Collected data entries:
——————————

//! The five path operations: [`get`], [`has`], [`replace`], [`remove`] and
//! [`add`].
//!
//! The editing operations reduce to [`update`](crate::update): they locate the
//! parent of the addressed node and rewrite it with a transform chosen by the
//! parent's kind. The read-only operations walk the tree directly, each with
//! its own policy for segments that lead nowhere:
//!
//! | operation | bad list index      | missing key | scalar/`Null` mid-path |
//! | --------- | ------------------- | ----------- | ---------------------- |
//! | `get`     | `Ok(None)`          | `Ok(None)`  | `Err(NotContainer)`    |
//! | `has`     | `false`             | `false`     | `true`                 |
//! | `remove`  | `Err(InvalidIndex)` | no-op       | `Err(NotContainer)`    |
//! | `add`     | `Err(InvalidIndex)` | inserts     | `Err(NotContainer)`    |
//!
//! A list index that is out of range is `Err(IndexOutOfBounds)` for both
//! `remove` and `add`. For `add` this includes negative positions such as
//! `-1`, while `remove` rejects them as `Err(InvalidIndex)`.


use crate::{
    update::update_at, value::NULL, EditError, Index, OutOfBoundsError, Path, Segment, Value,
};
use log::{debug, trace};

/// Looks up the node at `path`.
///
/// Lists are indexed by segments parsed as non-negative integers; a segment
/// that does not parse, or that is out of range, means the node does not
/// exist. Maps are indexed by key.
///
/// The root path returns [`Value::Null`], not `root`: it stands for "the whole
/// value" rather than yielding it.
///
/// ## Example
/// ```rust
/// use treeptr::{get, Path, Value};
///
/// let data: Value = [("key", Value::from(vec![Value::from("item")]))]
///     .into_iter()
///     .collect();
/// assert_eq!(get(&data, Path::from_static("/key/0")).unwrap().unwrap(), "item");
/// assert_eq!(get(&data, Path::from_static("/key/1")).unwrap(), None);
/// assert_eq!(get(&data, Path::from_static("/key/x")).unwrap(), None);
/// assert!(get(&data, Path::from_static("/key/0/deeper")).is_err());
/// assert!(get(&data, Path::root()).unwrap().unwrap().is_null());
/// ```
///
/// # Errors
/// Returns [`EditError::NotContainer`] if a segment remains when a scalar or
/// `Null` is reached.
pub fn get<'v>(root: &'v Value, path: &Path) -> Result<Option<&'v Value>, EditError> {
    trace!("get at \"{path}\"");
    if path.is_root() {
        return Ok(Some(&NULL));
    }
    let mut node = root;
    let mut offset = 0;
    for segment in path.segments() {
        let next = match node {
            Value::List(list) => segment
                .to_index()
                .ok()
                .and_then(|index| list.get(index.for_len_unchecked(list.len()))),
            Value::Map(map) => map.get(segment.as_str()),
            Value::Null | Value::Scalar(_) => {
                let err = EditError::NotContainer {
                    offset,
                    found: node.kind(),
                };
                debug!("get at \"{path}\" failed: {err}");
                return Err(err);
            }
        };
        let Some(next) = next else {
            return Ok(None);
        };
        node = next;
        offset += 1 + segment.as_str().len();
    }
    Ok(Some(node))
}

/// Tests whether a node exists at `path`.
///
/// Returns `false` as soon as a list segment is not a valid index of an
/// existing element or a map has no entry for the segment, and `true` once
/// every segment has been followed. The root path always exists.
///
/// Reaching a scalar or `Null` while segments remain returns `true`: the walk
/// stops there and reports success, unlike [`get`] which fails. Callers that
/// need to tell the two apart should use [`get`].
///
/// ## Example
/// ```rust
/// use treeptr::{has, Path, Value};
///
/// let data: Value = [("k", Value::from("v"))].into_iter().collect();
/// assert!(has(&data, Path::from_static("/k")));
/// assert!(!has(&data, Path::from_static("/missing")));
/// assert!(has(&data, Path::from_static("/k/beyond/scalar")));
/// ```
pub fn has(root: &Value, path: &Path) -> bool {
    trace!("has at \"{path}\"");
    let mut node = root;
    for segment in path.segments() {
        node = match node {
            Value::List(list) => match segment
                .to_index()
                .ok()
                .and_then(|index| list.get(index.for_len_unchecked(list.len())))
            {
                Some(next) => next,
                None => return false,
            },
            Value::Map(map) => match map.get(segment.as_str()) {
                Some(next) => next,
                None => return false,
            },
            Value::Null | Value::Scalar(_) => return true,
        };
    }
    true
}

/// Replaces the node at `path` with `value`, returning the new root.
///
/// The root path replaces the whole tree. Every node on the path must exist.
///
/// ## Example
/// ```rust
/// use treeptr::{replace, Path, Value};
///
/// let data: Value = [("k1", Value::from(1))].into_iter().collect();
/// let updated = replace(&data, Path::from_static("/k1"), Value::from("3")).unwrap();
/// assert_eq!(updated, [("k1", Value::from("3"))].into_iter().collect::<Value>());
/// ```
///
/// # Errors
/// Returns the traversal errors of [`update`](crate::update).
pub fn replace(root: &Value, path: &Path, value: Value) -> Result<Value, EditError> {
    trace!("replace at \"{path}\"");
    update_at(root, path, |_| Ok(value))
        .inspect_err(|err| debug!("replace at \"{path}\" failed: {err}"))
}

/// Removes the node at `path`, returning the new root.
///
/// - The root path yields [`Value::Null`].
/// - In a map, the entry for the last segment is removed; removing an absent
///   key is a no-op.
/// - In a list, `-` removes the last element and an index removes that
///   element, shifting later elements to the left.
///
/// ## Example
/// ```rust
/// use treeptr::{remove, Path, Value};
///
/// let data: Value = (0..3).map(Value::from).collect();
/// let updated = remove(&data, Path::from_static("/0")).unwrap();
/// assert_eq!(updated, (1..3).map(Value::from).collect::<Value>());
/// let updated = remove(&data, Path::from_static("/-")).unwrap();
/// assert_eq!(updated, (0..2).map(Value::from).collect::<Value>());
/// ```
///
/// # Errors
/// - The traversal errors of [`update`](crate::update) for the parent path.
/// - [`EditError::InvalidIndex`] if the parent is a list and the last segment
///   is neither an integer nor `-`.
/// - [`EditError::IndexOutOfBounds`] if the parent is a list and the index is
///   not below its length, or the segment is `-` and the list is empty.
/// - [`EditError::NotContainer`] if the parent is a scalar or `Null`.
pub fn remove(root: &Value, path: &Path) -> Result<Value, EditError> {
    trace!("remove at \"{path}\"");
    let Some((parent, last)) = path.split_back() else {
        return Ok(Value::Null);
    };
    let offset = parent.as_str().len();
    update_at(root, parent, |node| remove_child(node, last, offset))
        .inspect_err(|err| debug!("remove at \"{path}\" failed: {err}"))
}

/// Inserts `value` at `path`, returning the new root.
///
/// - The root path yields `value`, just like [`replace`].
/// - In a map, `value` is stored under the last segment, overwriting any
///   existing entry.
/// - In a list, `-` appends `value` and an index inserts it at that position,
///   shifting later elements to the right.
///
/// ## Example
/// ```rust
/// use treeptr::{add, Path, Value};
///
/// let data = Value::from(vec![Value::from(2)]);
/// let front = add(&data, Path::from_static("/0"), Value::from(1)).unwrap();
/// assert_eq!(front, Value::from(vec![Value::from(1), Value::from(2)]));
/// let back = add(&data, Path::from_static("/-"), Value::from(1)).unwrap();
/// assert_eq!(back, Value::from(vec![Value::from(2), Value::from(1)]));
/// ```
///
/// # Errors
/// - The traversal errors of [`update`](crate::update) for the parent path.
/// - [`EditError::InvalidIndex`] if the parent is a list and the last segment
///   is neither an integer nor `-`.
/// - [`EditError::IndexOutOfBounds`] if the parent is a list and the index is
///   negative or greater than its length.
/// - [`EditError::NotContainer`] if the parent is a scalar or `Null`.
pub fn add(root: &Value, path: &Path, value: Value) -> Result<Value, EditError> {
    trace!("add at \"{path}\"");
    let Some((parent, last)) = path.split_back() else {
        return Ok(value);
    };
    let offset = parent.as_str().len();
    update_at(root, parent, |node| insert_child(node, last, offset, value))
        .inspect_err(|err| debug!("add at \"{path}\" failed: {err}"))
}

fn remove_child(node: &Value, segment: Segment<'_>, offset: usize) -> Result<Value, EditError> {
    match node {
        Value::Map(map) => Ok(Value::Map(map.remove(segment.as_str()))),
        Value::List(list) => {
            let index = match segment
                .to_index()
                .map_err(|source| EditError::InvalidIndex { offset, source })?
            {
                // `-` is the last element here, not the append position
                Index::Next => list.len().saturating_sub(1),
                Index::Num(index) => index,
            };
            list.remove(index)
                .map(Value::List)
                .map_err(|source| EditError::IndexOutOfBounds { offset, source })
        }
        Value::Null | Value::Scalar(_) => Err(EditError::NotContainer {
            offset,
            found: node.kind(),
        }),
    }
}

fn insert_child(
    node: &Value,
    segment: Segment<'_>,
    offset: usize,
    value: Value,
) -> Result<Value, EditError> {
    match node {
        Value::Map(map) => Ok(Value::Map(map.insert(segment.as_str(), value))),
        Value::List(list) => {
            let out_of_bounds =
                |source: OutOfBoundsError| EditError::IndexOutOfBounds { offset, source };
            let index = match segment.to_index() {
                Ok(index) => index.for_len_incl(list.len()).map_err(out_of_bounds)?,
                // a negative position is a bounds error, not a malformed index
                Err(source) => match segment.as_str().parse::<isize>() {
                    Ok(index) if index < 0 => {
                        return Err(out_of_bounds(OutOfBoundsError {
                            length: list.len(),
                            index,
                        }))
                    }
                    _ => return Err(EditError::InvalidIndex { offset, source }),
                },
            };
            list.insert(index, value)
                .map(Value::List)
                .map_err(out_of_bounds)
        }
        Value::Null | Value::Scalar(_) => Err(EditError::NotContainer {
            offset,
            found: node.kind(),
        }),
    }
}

——————————

From the entries above, copy every line that holds the word "length".

///   not below its length, or the segment is `-` and the list is empty.
///   negative or greater than its length.
                            length: list.len(),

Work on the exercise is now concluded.